Is formed. A diode D11 and a diode D12 are connected in anti-parallel to the capacitor C7, a diode D13 is connected in parallel to the capacitor C8, and the control winding CT1b has a diode D14 and a diode in series with the diode D11. D15 is connected in series.

Further, one end of the filaments FL1a, FL2b of the fluorescent lamps FL1, FL2 is connected to a secondary winding Tr2b of the inverter transformer Tr2 via a series circuit of a detection winding CT1a of the current transformer CT1 and a DC cut capacitor C12. The starting capacitor C14 is sequentially connected between the other ends of the filaments FL1a and FL1b of the fluorescent lamp FL1, and the starting capacitor C15 is connected to the other ends of the filaments FL1a and FL2b of the fluorescent lamps FL1 and FL2. Have been.

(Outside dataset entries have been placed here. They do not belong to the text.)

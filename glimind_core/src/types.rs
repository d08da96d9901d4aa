//! Core domain types for GliMind.
//!
//! This module defines the fundamental types used throughout the system:
//! - Alert severities, glucose bands and advisory results
//! - Advisory policy switches (timing source, wording)
//! - Readings and the food items attached to them

use crate::labels::MealType;
use chrono::{DateTime, NaiveDateTime, Utc};
use serde::{Deserialize, Serialize};
use uuid::Uuid;

/// Local wall-clock time of a measurement. No timezone is attached.
pub type MeasuredAt = NaiveDateTime;

// ============================================================================
// Advisory Types
// ============================================================================

/// Visual/clinical urgency of an alert
#[derive(Clone, Copy, Debug, Serialize, Deserialize, PartialEq, Eq, Hash)]
#[serde(rename_all = "snake_case")]
pub enum Severity {
    Danger,
    Warning,
    Success,
}

impl Severity {
    pub fn as_str(&self) -> &'static str {
        match self {
            Severity::Danger => "danger",
            Severity::Warning => "warning",
            Severity::Success => "success",
        }
    }
}

/// Glucose band, in ascending threshold order
#[derive(Clone, Copy, Debug, Serialize, Deserialize, PartialEq, Eq, Hash, PartialOrd, Ord)]
#[serde(rename_all = "snake_case")]
pub enum Band {
    Hypoglycemia,
    Normal,
    Elevated,
    SevereHyperglycemia,
}

impl Band {
    /// All bands, lowest first
    pub const ALL: [Band; 4] = [
        Band::Hypoglycemia,
        Band::Normal,
        Band::Elevated,
        Band::SevereHyperglycemia,
    ];

    /// Position of this band in the dosage table
    pub fn index(self) -> usize {
        match self {
            Band::Hypoglycemia => 0,
            Band::Normal => 1,
            Band::Elevated => 2,
            Band::SevereHyperglycemia => 3,
        }
    }

    pub fn from_index(index: usize) -> Option<Band> {
        Band::ALL.get(index).copied()
    }
}

/// Result of classifying one glucose measurement
///
/// Computed on demand and never persisted. `insulin_units` is `None` only
/// for hypoglycemia.
#[derive(Clone, Debug, Serialize, Deserialize, PartialEq, Eq)]
pub struct AlertResult {
    pub band: Band,
    pub severity: Severity,
    pub message: String,
    pub recommendation: Option<String>,
    pub insulin_units: Option<u32>,
}

/// Source of the "midday" flag used to pick a dose
#[derive(Clone, Copy, Debug, Serialize, Deserialize, PartialEq, Eq, Default)]
#[serde(rename_all = "snake_case")]
pub enum TimingPolicy {
    /// Hour-of-day of the measurement (11:00 through 14:59)
    #[default]
    Clock,
    /// Meal tag of the reading (pre/post lunch)
    MealTag,
}

/// Recommendation text style. Never affects severity or units.
#[derive(Clone, Copy, Debug, Serialize, Deserialize, PartialEq, Eq, Default)]
#[serde(rename_all = "snake_case")]
pub enum Wording {
    /// "Apply insulin as medically advised"
    #[default]
    Generic,
    /// Spells out the unit count in the recommendation
    Dosed,
}

/// Input to the classifier
#[derive(Clone, Debug, PartialEq, Eq)]
pub struct Measurement {
    pub glucose_mg_dl: i32,
    pub measured_at: MeasuredAt,
    pub meal_type: Option<MealType>,
}

impl Measurement {
    pub fn new(glucose_mg_dl: i32, measured_at: MeasuredAt) -> Self {
        Self {
            glucose_mg_dl,
            measured_at,
            meal_type: None,
        }
    }

    pub fn with_meal_type(mut self, meal_type: MealType) -> Self {
        self.meal_type = Some(meal_type);
        self
    }
}

// ============================================================================
// Reading Types
// ============================================================================

/// A food item attached to a reading
#[derive(Clone, Debug, Serialize, Deserialize, PartialEq, Eq)]
pub struct FoodItem {
    pub name: String,
    pub is_custom: bool,
    pub high_glycemic: bool,
    pub category: String,
}

/// A persisted glucose reading
#[derive(Clone, Debug, Serialize, Deserialize)]
pub struct Reading {
    pub id: Uuid,
    pub glucose_mg_dl: i32,
    pub measured_at: MeasuredAt,
    pub meal_type: MealType,
    pub insulin_applied: bool,
    pub insulin_units: Option<u32>,
    #[serde(default)]
    pub notes: Option<String>,
    #[serde(default)]
    pub food_items: Vec<FoodItem>,
    pub recorded_at: DateTime<Utc>,
}

impl Reading {
    /// Classifier input for re-deriving this reading's advisory
    pub fn measurement(&self) -> Measurement {
        Measurement::new(self.glucose_mg_dl, self.measured_at).with_meal_type(self.meal_type)
    }
}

In addition, a filament preheating winding Tr2c is provided in the inverter transformer Tr2, and the filament preheating winding Tr2c is a fluorescent lamp.
It is connected to filaments FL1b and FL2a of FL1 and FL2.

An end-of-life detection circuit 11 is connected in parallel with the detection winding CT1a of the current transformer CT1, and this end-of-life detection circuit 11 is connected in parallel with the detection winding CT1a by a resistor R3.
And a series circuit of a resistor R4. Both ends of the resistor R3 and the resistor R4 are connected through rectifying diodes D15 and D16, the resistor R5 and the capacitor C16, and the resistor R3 is connected.
And the connection point of the resistor R4. In addition, a resistor R6 and a programmable resistor
A series circuit of a unijunction transistor (PUT) Q3 and a light emitting diode LED1, and a series circuit of a resistor R7 and a zener diode ZD1 are connected. A capacitor C17 is connected in parallel with the resistor R6, and a resistor R6 and a zener diode ZD1 are connected. Is connected to the gate of a programmable unijunction transistor (PUT) Q3.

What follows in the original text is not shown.